> Exercise details: Each line in the records below that has the word "bool" should be copied.

> Input data:

-*-*-

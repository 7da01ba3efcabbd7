#![cfg(feature = "std")]

use std::io::{BufRead, Write};
use std::string::String;

use crate::board::Board;
use crate::common::ShotResult;
use crate::config::BOARD_SIZE;
use crate::sim::SimReport;

/// One line of player input.
#[derive(Debug, Clone, Copy, PartialEq, Eq)]
pub enum Command {
    Fire(usize, usize),
    /// Show the board with ships revealed.
    Show,
    Quit,
}

/// Format (`r`, `c`) the way players type it, e.g. `A5`.
pub fn coord_to_string(r: usize, c: usize) -> String {
    let col = (b'A' + c as u8) as char;
    std::format!("{}{}", col, r + 1)
}

/// Parse a coordinate such as `A5` or `j10` into (row, col).
pub fn parse_coord(input: &str) -> Result<(usize, usize), String> {
    if input.is_empty() {
        return Err("Empty input".to_string());
    }
    if input.len() < 2 {
        return Err("Too short - need column letter and row number (e.g., A5)".to_string());
    }
    let mut chars = input.chars();
    let col_ch = chars.next().ok_or("No column letter")?.to_ascii_uppercase();
    if !col_ch.is_ascii_alphabetic() {
        return Err(format!("Invalid column '{}' - must be a letter A-J", col_ch));
    }
    let col = (col_ch as u8).wrapping_sub(b'A') as usize;
    if col >= BOARD_SIZE {
        return Err(format!("Column '{}' out of bounds - must be A-J", col_ch));
    }
    let row_str: String = chars.collect();
    let row: usize = row_str
        .parse()
        .map_err(|_| format!("Invalid row '{}' - must be a number 1-10", row_str))?;
    if row == 0 {
        return Err("Row cannot be 0 - must be 1-10".to_string());
    }
    if row > BOARD_SIZE {
        return Err(format!("Row {} out of bounds - must be 1-10", row));
    }
    Ok((row - 1, col))
}

pub fn parse_command(line: &str) -> Result<Command, String> {
    match line.trim() {
        "show" => Ok(Command::Show),
        "quit" | "exit" => Ok(Command::Quit),
        other => parse_coord(other).map(|(r, c)| Command::Fire(r, c)),
    }
}

/// Play `board` interactively, reading commands from `input` until the fleet
/// is sunk, the player quits or input runs out.
pub fn run_session<R: BufRead, W: Write>(
    board: &mut Board,
    input: R,
    output: &mut W,
    reveal: bool,
) -> anyhow::Result<SimReport> {
    let mut report = SimReport::default();
    writeln!(output, "Fire with coordinates like A5. Type 'show' or 'quit'.")?;
    write!(output, "{}", board.view(reveal))?;

    for line in input.lines() {
        let line = line?;
        if line.trim().is_empty() {
            continue;
        }
        match parse_command(&line) {
            Ok(Command::Fire(r, c)) => {
                let result = board.fire(r, c)?;
                report.record(result);
                writeln!(output, "{} -> {}", coord_to_string(r, c), result)?;
                write!(output, "{}", board.view(reveal))?;
                if result == ShotResult::Sunk {
                    writeln!(output, "Ships remaining: {}", board.ships_remaining())?;
                }
                if board.all_sunk() {
                    report.cleared = true;
                    writeln!(output, "All ships sunk in {} shots!", report.shots)?;
                    break;
                }
            }
            Ok(Command::Show) => write!(output, "{}", board)?,
            Ok(Command::Quit) => break,
            Err(e) => writeln!(output, "Invalid input: {}", e)?,
        }
    }
    output.flush()?;
    Ok(report)
}
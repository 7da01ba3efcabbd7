//! Fleet descriptions: ship endpoint pairs, a fixed sample fleet and random fleets.

use alloc::vec::Vec;
use log::debug;
use rand::Rng;

use crate::common::BoardError;
use crate::config::{BOARD_SIZE, FLEET_SIZES, NUM_SHIPS};

/// Grid coordinate as (row, col).
pub type Coord = (usize, usize);

/// A ship given by its two endpoints.
pub type ShipSpec = (Coord, Coord);

const MAX_ATTEMPTS: usize = 100;
const MAX_RESTARTS: usize = 100;

/// Number of decks spanned by `spec`, counting both endpoints.
pub fn spec_len(spec: &ShipSpec) -> usize {
    let ((sr, sc), (er, ec)) = *spec;
    sr.abs_diff(er) + sc.abs_diff(ec) + 1
}

/// A fixed legal fleet with a free cell between every pair of ships.
pub fn sample_fleet() -> [ShipSpec; NUM_SHIPS] {
    [
        ((0, 0), (0, 3)),
        ((2, 0), (2, 2)),
        ((4, 0), (4, 2)),
        ((6, 0), (6, 1)),
        ((8, 0), (8, 1)),
        ((0, 5), (0, 6)),
        ((0, 8), (0, 8)),
        ((2, 8), (2, 8)),
        ((4, 8), (4, 8)),
        ((6, 8), (6, 8)),
    ]
}

/// Generate a random legal fleet where no two ships touch, not even diagonally.
///
/// Ships are placed largest first; a fleet that paints itself into a corner is
/// discarded and started over.
pub fn random_fleet<R: Rng>(rng: &mut R) -> Result<Vec<ShipSpec>, BoardError> {
    for restart in 0..MAX_RESTARTS {
        if let Some(fleet) = try_random_fleet(rng) {
            debug!("random fleet placed after {} restarts", restart);
            return Ok(fleet);
        }
    }
    Err(BoardError::UnableToPlaceFleet)
}

fn try_random_fleet<R: Rng>(rng: &mut R) -> Option<Vec<ShipSpec>> {
    let mut blocked = [[false; BOARD_SIZE]; BOARD_SIZE];
    let mut fleet = Vec::with_capacity(NUM_SHIPS);
    for &len in FLEET_SIZES.iter().rev() {
        let spec = random_placement(rng, &blocked, len)?;
        block_around(&mut blocked, &spec);
        fleet.push(spec);
    }
    Some(fleet)
}

fn random_placement<R: Rng>(
    rng: &mut R,
    blocked: &[[bool; BOARD_SIZE]; BOARD_SIZE],
    len: usize,
) -> Option<ShipSpec> {
    for _ in 0..MAX_ATTEMPTS {
        let horizontal: bool = rng.random();
        let (max_r, max_c) = if horizontal {
            (BOARD_SIZE - 1, BOARD_SIZE - len)
        } else {
            (BOARD_SIZE - len, BOARD_SIZE - 1)
        };
        let r = rng.random_range(0..=max_r);
        let c = rng.random_range(0..=max_c);
        let end = if horizontal {
            (r, c + len - 1)
        } else {
            (r + len - 1, c)
        };
        let spec = ((r, c), end);
        if cells_of(&spec).all(|(r, c)| !blocked[r][c]) {
            return Some(spec);
        }
    }
    None
}

/// Mark every cell of `spec` and its eight-neighbourhood as taken.
fn block_around(blocked: &mut [[bool; BOARD_SIZE]; BOARD_SIZE], spec: &ShipSpec) {
    for (r, c) in cells_of(spec) {
        for nr in r.saturating_sub(1)..=(r + 1).min(BOARD_SIZE - 1) {
            for nc in c.saturating_sub(1)..=(c + 1).min(BOARD_SIZE - 1) {
                blocked[nr][nc] = true;
            }
        }
    }
}

/// Cells covered by a straight `spec`; diagonal specs yield nothing.
pub(crate) fn cells_of(spec: &ShipSpec) -> impl Iterator<Item = Coord> {
    let ((sr, sc), (er, ec)) = *spec;
    let (rows, cols) = if sr == er {
        ((sr, sr), (sc.min(ec), sc.max(ec)))
    } else if sc == ec {
        ((sr.min(er), sr.max(er)), (sc, sc))
    } else {
        ((1, 0), (1, 0))
    };
    (rows.0..=rows.1).flat_map(move |r| (cols.0..=cols.1).map(move |c| (r, c)))
}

-*-*-

> Solution to this problem:
    reveal: bool,
    blocked: &[[bool; BOARD_SIZE]; BOARD_SIZE],
        let horizontal: bool = rng.random();
fn block_around(blocked: &mut [[bool; BOARD_SIZE]; BOARD_SIZE], spec: &ShipSpec) {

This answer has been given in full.